Annemieke Marileen Bes (born 16 March 1978 in Groningen) is a sailor from the Netherlands, who represented her country for the first time at the 2004 Summer Olympics in Athens. The Dutch Yngling helmed by Annelies Thies and crewed by Bes and Petronella de Jong took the 4th place. Bes returned to the Olympics, again in the Dutch Yngling, during the 2008 Olympics this time with fellow crewmember Merel Witteveen and helmsman Mandy Mulder. The Dutch Yngling team took the Silver Medal in Qingdao. Bes than switched to the Elliott 6m Match racing. During the 2012 Olympics the team with helmsman Renee Groeneveld and crewmembers Bes and Marcelien Bos-de Koning took 8th place in Weymouth.

==Sailing career==
Bes started sailing in 1990 and has competed at International level since 1999 where she started in the Europe class. Her best finishes were second at the Dutch Championship in 2000, seventh at the Semaine Olympique Hyères in 2001 and at the World championship open week that year. By the end of 2001 she switched to the Yngling class. In her first season in the Yngling class she and her teammates Petronella de Jong and Annelies Thies became second in the Princess Sofia Trophy in Palma de Mallorca. The following year she finished fifth at the Spa Regatta in Medemblik as well as fourth in the pre-Olympic event in Athens. 2004 proved to be a successful year and they won the Athens Eurolymp Week as well as the Princess Sofia Trophy. They sailed to a seventh position at the World Championships in Santander and a sixth position at the Spa Regatta, which earned them a spot at the 2004 Summer Olympics.

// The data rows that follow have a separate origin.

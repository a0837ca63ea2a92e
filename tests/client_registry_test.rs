use flagcore::{ClientConfig, ClientRegistry, User};
use flagcore::core::persistence::FilePersistence;
use std::sync::Arc;
use std::time::Duration;

#[tokio::test]
async fn registry_identify_updates_shared_user_and_reconnects_every_client() {
    let mut config = ClientConfig::for_mobile_key("primary-key");
    config.offline = true;
    config
        .secondary_mobile_keys
        .insert("staging".to_string(), "staging-key".to_string());

    let dir = tempfile::tempdir().unwrap();
    let persistence = Arc::new(FilePersistence::new(dir.path()));
    let registry = ClientRegistry::start(config, persistence).unwrap();

    registry.identify(User::new("user-42")).await;
    registry.flush();

    assert!(registry.client("staging").is_some());
    registry.close().await;
    assert!(registry.client("staging").is_none());
}

#[tokio::test]
async fn save_and_restore_flags_round_trip_through_persistence() {
    let mut config = ClientConfig::for_mobile_key("primary-key");
    config.offline = true;

    let dir = tempfile::tempdir().unwrap();
    let persistence = Arc::new(FilePersistence::new(dir.path()));
    let registry = ClientRegistry::start(config, persistence).unwrap();
    let client = registry.primary().unwrap();

    // Nothing has been fetched yet (offline, no snapshot applied), so this
    // exercises save/restore's plumbing through `Client` rather than the
    // flag-merge semantics already covered at the store level.
    client.save_flags().await.unwrap();
    client.restore_flags().await.unwrap();
    assert!(client.all_flags().is_empty());

    registry.close().await;
}

#[tokio::test]
async fn await_initialized_times_out_while_offline_and_never_contacting_transport() {
    let mut config = ClientConfig::for_mobile_key("primary-key");
    config.offline = true;

    let dir = tempfile::tempdir().unwrap();
    let persistence = Arc::new(FilePersistence::new(dir.path()));
    let registry = ClientRegistry::start(config, persistence).unwrap();
    let client = registry.primary().unwrap();

    let initialized = client.await_initialized(Duration::from_millis(50)).await;
    assert!(!initialized);

    registry.close().await;
}

#[tokio::test]
async fn bool_variation_falls_back_to_default_for_an_unknown_flag() {
    let mut config = ClientConfig::for_mobile_key("primary-key");
    config.offline = true;

    let dir = tempfile::tempdir().unwrap();
    let persistence = Arc::new(FilePersistence::new(dir.path()));
    let registry = ClientRegistry::start(config, persistence).unwrap();
    let client = registry.primary().unwrap();

    assert!(client.bool_variation("never-configured", true));
    assert!(!client.bool_variation("never-configured", false));
    let detail = client.bool_variation_detail("never-configured", true);
    assert_eq!(detail.variation_index, -1);

    registry.close().await;
}

#[tokio::test]
async fn all_flags_is_empty_for_a_freshly_started_offline_client() {
    let mut config = ClientConfig::for_mobile_key("primary-key");
    config.offline = true;

    let dir = tempfile::tempdir().unwrap();
    let persistence = Arc::new(FilePersistence::new(dir.path()));
    let registry = ClientRegistry::start(config, persistence).unwrap();
    let client = registry.primary().unwrap();

    assert!(client.all_flags().is_empty());

    registry.close().await;
}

In 2007 a team was formed of nine sailors, (among them were Mandy Mulder, Annemieke Bes, Merel Witteveen, Renée Groeneveld, Marije Faber, Marije Kampen and Brechtje van der Werf), that aimed and qualify for the Olympics in the Yngling. In July 2008 Dutch national coach Maurice Paardekooper selected Witteveen, Mulder and Bes as the trio that would sail the Dutch Yngling team at the 2008 Summer Olympics. The selected team became fourth at the World Championship in Cascais. Furthermore, they became second in Qingdao at the Pre-Olympics, fourth at the European Championship in Warnemünde in 2007. In 2008 there was a third place in the Olympic Class Regatta of Miami And a third place at the Europeans.

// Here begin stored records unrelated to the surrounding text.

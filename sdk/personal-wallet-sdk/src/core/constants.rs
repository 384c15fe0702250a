pub use solana_sdk::native_token::LAMPORTS_PER_SOL;

/// Secret file name used when no path is configured
pub const DEFAULT_SECRET_FILE: &str = "key_data";

/// Length of the raw keypair bytes: 32-byte seed followed by 32-byte public key
pub const KEYPAIR_LENGTH: usize = 64;

pub const DEVNET_URL: &str = "https://api.devnet.solana.com";
pub const TESTNET_URL: &str = "https://api.testnet.solana.com";
pub const MAINNET_BETA_URL: &str = "https://api.mainnet-beta.solana.com";
pub const LOCALNET_URL: &str = "http://127.0.0.1:8899";

/// Default per-request RPC timeout, in seconds
pub const DEFAULT_TIMEOUT_SECS: u64 = 30;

With Renée Groeneveld and Brechtje van der Werf she started to sail in the new Olympic women class, The Elliott 6m Match racing class. They finished fourth at the Kiel Week Worldcup, second at the Europeans and they won the Sail for Gold Worldcup in Weymouth in September 2009 and the Prinses Sofia Worldcup event in April 2010. However this team did not qualify for the Olympics. After a team was formed with Bes, Marcelien Bos-de Koning and Mandy Mulder the qualification for the 2012 olympics was made.

In the 2017-18 edition, Bes competed in the Volvo Ocean Race on Team Sun Hung Kai/Scallywag, skippered by Aussie David Witt. The team finished in (joint) last place, alongside Dee Caffari's Turn the Tide on Plastic.